• WORK TO BE COMPLETED: Return all lines below containing the word "message".
□ □ □ □
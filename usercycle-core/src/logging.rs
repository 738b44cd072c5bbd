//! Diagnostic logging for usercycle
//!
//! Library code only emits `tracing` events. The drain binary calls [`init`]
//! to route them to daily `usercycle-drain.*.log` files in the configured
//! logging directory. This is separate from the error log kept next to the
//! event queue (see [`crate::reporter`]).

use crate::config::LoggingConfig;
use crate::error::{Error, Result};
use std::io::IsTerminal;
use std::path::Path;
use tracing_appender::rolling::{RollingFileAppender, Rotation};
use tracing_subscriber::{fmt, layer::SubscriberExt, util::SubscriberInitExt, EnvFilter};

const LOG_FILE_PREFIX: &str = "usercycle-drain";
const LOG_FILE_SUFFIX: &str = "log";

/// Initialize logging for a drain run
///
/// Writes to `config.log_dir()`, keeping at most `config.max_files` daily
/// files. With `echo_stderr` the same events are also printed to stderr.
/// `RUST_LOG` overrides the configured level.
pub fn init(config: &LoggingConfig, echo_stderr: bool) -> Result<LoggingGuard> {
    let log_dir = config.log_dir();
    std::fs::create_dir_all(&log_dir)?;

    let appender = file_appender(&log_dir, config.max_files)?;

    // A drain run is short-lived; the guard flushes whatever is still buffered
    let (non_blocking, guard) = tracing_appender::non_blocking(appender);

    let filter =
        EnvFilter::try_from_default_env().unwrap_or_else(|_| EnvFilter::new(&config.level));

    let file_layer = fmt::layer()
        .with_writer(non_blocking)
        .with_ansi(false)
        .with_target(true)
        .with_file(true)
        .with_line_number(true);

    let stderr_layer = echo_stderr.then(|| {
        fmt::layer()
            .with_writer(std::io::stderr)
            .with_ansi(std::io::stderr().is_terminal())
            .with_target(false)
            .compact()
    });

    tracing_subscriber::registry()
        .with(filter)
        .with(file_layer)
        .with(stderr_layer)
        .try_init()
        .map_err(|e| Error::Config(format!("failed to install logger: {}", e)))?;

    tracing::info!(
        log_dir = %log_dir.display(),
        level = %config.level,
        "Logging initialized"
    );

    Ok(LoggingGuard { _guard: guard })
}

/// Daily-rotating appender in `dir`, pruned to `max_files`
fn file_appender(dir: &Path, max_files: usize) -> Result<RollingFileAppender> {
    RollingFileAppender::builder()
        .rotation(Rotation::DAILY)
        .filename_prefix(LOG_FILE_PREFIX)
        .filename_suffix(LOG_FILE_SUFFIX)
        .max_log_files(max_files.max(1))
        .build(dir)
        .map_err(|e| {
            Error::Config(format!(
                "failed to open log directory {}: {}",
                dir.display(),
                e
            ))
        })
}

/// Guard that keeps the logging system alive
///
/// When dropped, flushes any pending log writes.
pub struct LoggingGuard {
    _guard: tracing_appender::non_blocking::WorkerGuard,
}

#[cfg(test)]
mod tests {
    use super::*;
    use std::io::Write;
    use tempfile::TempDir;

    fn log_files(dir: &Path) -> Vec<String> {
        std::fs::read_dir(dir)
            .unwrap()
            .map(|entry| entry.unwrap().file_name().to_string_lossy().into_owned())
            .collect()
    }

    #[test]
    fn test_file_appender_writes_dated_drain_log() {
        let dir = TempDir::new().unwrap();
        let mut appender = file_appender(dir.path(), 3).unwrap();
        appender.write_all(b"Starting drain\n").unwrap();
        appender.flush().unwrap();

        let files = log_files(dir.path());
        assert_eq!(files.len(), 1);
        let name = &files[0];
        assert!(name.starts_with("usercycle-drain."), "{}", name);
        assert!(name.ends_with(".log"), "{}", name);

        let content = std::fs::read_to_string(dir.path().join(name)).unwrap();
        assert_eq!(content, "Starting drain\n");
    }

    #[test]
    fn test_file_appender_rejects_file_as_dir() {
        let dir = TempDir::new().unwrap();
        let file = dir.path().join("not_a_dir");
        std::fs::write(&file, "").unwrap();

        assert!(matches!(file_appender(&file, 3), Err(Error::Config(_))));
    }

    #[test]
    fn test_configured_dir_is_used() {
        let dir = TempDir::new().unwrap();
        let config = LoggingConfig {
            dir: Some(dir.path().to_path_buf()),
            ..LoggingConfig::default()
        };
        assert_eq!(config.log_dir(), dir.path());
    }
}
□ □ □ □
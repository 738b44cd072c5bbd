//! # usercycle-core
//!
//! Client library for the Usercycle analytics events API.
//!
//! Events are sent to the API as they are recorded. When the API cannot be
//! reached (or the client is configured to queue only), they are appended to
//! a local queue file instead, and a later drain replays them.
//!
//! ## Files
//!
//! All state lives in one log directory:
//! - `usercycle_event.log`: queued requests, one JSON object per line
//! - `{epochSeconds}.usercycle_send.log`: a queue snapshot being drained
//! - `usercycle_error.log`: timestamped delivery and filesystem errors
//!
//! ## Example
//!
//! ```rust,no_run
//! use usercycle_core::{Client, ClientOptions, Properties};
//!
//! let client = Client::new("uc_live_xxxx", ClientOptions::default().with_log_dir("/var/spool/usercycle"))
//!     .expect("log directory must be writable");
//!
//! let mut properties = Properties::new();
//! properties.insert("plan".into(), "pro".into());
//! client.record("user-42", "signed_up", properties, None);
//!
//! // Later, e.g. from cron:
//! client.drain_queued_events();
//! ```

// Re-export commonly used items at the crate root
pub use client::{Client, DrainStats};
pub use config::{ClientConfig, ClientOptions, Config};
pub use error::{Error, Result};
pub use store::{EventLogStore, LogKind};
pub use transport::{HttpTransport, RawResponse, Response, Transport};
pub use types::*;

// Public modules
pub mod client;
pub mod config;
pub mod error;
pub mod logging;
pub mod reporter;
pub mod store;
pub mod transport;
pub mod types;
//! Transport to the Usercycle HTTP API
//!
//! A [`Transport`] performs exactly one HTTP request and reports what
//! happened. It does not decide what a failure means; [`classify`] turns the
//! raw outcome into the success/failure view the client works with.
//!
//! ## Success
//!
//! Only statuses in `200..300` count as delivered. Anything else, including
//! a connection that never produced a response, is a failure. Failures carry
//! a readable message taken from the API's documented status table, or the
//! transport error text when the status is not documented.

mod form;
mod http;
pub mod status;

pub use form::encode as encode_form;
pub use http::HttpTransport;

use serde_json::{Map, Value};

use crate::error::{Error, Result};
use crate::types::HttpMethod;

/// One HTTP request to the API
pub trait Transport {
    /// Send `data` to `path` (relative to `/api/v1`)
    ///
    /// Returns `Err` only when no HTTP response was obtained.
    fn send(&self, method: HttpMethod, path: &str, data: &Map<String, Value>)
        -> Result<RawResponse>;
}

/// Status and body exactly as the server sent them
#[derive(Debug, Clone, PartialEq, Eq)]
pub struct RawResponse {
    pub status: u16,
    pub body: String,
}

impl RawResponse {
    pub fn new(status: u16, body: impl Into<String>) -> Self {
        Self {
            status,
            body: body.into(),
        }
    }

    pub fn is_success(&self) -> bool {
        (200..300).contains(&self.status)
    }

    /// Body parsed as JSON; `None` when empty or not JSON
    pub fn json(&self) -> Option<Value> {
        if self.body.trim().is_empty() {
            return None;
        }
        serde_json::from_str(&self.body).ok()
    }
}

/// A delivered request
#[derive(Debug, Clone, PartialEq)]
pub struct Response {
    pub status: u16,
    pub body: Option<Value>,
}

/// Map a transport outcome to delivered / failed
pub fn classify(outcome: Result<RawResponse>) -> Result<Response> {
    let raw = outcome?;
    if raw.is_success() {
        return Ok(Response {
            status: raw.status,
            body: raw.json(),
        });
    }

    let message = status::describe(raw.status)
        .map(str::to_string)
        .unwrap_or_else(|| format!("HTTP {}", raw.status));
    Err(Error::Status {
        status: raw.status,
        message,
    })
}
□ □ □ □
• RESULT FOR THIS EXERCISE:
//! a readable message taken from the API's documented status table, or the
    let message = status::describe(raw.status)
        message,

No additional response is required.